Kein Recht auf humanitäres Visum
Europäischer Gerichtshof sieht Entscheidung über legale Einreise allein bei den einzelnen EU-Staaten
Der Europäische Gerichtshof stellt klar, dass EU-Staaten nicht verpflichtet sind, humanitäre Visa zur Einreise von Asylbewerbern auszustellen. Die legale Einreise bleibt verwehrt. Luxemburg. Die EU-Staaten sind nicht verpflichtet, Flüchtlingen humanitäre Visa zur Einreise und Asylantragstellung auszustellen. Wie der Europäische Gerichtshof (EuGH) am Dienstag in Luxemburg urteilte, steht es den Mitgliedstaaten weiterhin frei, selbst nach nationalem Recht zu entscheiden, ob sie von Folter und Tod bedrohten Flüchtlingen ein entsprechendes Visum erteilen. Der erhoffte legale und ungefährliche Weg nach Europa bleibt Flüchtlingen damit weiter versperrt. (AZ: C-638/16 PPU)
Eine aus Aleppo stammende syrische Familie mit drei minderjährigen Kindern scheiterte mit ihrer Klage. In der belgischen Botschaft in Beirut bean- tragte sie im Oktober 2016 erfolglos ein humanitäres Visum, welches zum 90-tägigen Aufenthalt in Belgien berechtigt hätte. Die Familie hatte angegeben, dass sie Asyl beantragen wolle. Sie würden in Syrien als orthodoxe Christen verfolgt. Der Vater sei von einer bewaffneten Gruppe entführt, geschlagen und gefoltert worden. Erst gegen Lösegeld hätten ihn seine Entführer freigelassen.
Die Familie berief sich in ihrem Visa-Antrag auf die EUGrundrechte-Charta und die europäische Erklärung der Menschenrechte.
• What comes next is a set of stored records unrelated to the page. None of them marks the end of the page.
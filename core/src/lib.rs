#![deny(
    unsafe_code,
    missing_docs,
    dead_code,
    unused_results,
    non_snake_case,
    unreachable_pub
)]

//! Core contracts shared across the Grid Walk engine.
//!
//! This crate defines the message surface that connects adapters, the
//! authoritative world, and pure systems. Adapters submit [`Command`] values
//! describing desired moves, the world executes those commands via its
//! `apply` entry point, and then broadcasts [`Event`] values for systems to
//! react to deterministically. The level text format and its parser live in
//! [`description`].

pub mod description;

use serde::{Deserialize, Serialize};

pub use description::{parse_grid_description, GridDescription, MalformedInput};

/// Canonical banner emitted when the experience boots.
pub const WELCOME_BANNER: &str = "Welcome to Grid Walk.";

/// Commands that express all permissible world mutations.
#[derive(Clone, Copy, Debug, PartialEq, Eq, Serialize, Deserialize)]
pub enum Command {
    /// Requests that the player advance a single cell in the specified direction.
    Step {
        /// Direction of travel for the attempted step.
        direction: Direction,
    },
    /// Starts a new session on the same grid, returning the player to the start.
    Restart,
}

/// Events broadcast by the world after processing commands.
#[derive(Clone, Debug, PartialEq, Eq, Serialize, Deserialize)]
pub enum Event {
    /// Confirms that the player moved between two cells.
    PlayerMoved {
        /// Cell the player occupied before moving.
        from: CellCoord,
        /// Cell the player occupies after completing the move.
        to: CellCoord,
    },
    /// Reports that the player entered a cell for the first time this session.
    CellVisited {
        /// Cell that joined the visited set.
        cell: CellCoord,
        /// Number of distinct cells visited after the insertion, start included.
        visited_count: usize,
    },
    /// Reports that a step request was refused and the player did not move.
    StepRejected {
        /// Direction of the refused step.
        direction: Direction,
        /// Specific reason the step failed.
        reason: StepRejection,
    },
    /// Announces that the player stands on the goal cell.
    GoalReached {
        /// Goal cell the player reached.
        cell: CellCoord,
    },
    /// Announces that a new session began with the player on the start cell.
    SessionRestarted {
        /// Start cell occupied by the player.
        start: CellCoord,
    },
    /// Published by the progress system whenever the counters change.
    ProgressUpdated {
        /// Latest progress snapshot.
        report: ProgressReport,
    },
}

/// Cardinal movement directions available to the player.
#[derive(Clone, Copy, Debug, PartialEq, Eq, Hash, Serialize, Deserialize)]
pub enum Direction {
    /// Movement toward row zero (increasing `y`).
    Up,
    /// Movement away from row zero (decreasing `y`).
    Down,
    /// Movement toward decreasing `x`.
    Left,
    /// Movement toward increasing `x`.
    Right,
}

impl Direction {
    /// Every direction in a fixed order.
    pub const ALL: [Direction; 4] = [
        Direction::Up,
        Direction::Down,
        Direction::Left,
        Direction::Right,
    ];

    /// Offset applied to a coordinate when stepping in this direction.
    #[must_use]
    pub const fn delta(self) -> (i32, i32) {
        match self {
            Self::Up => (0, 1),
            Self::Down => (0, -1),
            Self::Left => (-1, 0),
            Self::Right => (1, 0),
        }
    }

    /// Parses the single-letter move notation (`U`, `D`, `L`, `R`, any case).
    #[must_use]
    pub fn from_letter(letter: char) -> Option<Self> {
        match letter.to_ascii_uppercase() {
            'U' => Some(Self::Up),
            'D' => Some(Self::Down),
            'L' => Some(Self::Left),
            'R' => Some(Self::Right),
            _ => None,
        }
    }
}

/// Reasons a step request may be rejected by the world.
#[derive(Clone, Copy, Debug, PartialEq, Eq, Hash, Serialize, Deserialize)]
pub enum StepRejection {
    /// The destination lies outside the grid.
    OutOfBounds,
    /// The destination is a danger cell.
    Danger,
    /// The goal was already reached, so movement is frozen for the session.
    GoalReached,
}

/// Location of a single grid cell.
///
/// Row zero is the top of the grid and `y` decreases downward, so every valid
/// coordinate satisfies `0 <= x < columns` and `-rows < y <= 0`.
#[derive(Clone, Copy, Debug, PartialEq, Eq, Hash, PartialOrd, Ord, Serialize, Deserialize)]
pub struct CellCoord {
    x: i32,
    y: i32,
}

impl CellCoord {
    /// Creates a new grid cell coordinate.
    #[must_use]
    pub const fn new(x: i32, y: i32) -> Self {
        Self { x, y }
    }

    /// Horizontal component, zero at the left edge.
    #[must_use]
    pub const fn x(&self) -> i32 {
        self.x
    }

    /// Vertical component, zero on the top row and negative below it.
    #[must_use]
    pub const fn y(&self) -> i32 {
        self.y
    }

    /// Coordinate one step away in the provided direction, if it fits in `i32`.
    #[must_use]
    pub fn stepped(self, direction: Direction) -> Option<CellCoord> {
        let (dx, dy) = direction.delta();
        Some(Self::new(
            self.x.checked_add(dx)?,
            self.y.checked_add(dy)?,
        ))
    }
}

/// Classification of a single cell as read from the level description.
#[derive(Clone, Copy, Debug, PartialEq, Eq, Hash, Serialize, Deserialize)]
pub enum CellKind {
    /// Walkable cell, code `0`.
    Safe,
    /// Blocked cell, code `1`.
    Danger,
    /// Blocked cell drawn with the alternate visual, code `2`.
    DangerVariant,
}

impl CellKind {
    /// Reports whether the player may occupy cells of this kind.
    #[must_use]
    pub const fn is_walkable(self) -> bool {
        matches!(self, Self::Safe)
    }

    /// Maps a level-file token onto a cell kind.
    #[must_use]
    pub fn from_code(code: &str) -> Option<Self> {
        match code {
            "0" => Some(Self::Safe),
            "1" => Some(Self::Danger),
            "2" => Some(Self::DangerVariant),
            _ => None,
        }
    }
}

/// Player-facing counters derived from the event stream.
#[derive(Clone, Copy, Debug, Default, PartialEq, Eq, Hash, Serialize, Deserialize)]
pub struct ProgressReport {
    /// Distinct cells entered this session, not counting the start cell.
    pub tiles_traversed: usize,
    /// Whether the goal has been reached this session.
    pub won: bool,
}

impl ProgressReport {
    /// Builds a report from a visited-set size that includes the start cell.
    #[must_use]
    pub const fn from_visited(visited_count: usize, won: bool) -> Self {
        Self {
            tiles_traversed: visited_count.saturating_sub(1),
            won,
        }
    }
}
Danach hätten die Mitgliedstaaten die Verpflichtung, das Asylrecht zu gewährleisten und müssten ein humanitäres Visum zur Asylantragstellung erteilen.
Die belgischen Behörden sahen sich nicht verpflichtet, Menschen, die eine besonders katastrophale Situation erlebt haben, ein humanitäres Visum auszustel- len. Dem folgte der EuGH. Die Familie habe ein kurzfristiges Visum beantragt, habe aber tatsächlich mit der beabsichtigten Asylantragstellung länger bleiben wollen. Der EU-Gesetzgeber habe aber keine Regelungen erlassen, unter welchen Voraussetzungen Nicht-EU-Bürger langfristige Visa aus humanitären Gründen erhalten können. Da EU-Recht nicht greift, zähle allein das nationale Recht. Der EuGH folgte damit nicht dem Votum von Generalanwalt Paolo Mengozzi, der zuvor zu dem Schluss kam, die Visa müssten erteilt werden.
Die Flüchtlingsorganisation Pro Asyl wertete die Entscheidung als »trauriges Urteil«. Im »Mittelmeer wird nun weiter gestorben«, sagte Europa-Referent Karl Kopp. Flüchtlinge hätten so gut wie keine Möglichkeit, legal nach Europa zu kommen, um dort einen Asylantrag zu stellen. Auch die Arbeiterwohlfahrt bedauerte das Urteil: »Humanitäre Visa hätten das große Sterben im Mittelmeer beenden können«, sagte Vorstandsmitglied Brigitte Döcker. Nach derzeitiger Rechtslage kann ein Asylantrag nur dort gestellt werden, wo um Asyl gebeten wird. Die Innenexpertin der CDU/CSUGruppe im Europarlament, Monika Hohlmeier (CSU), begrüßte dagegen das Urteil. Botschaften und Konsulate wären zu »Asylbehörden zweckentfremdet worden«, sagte sie.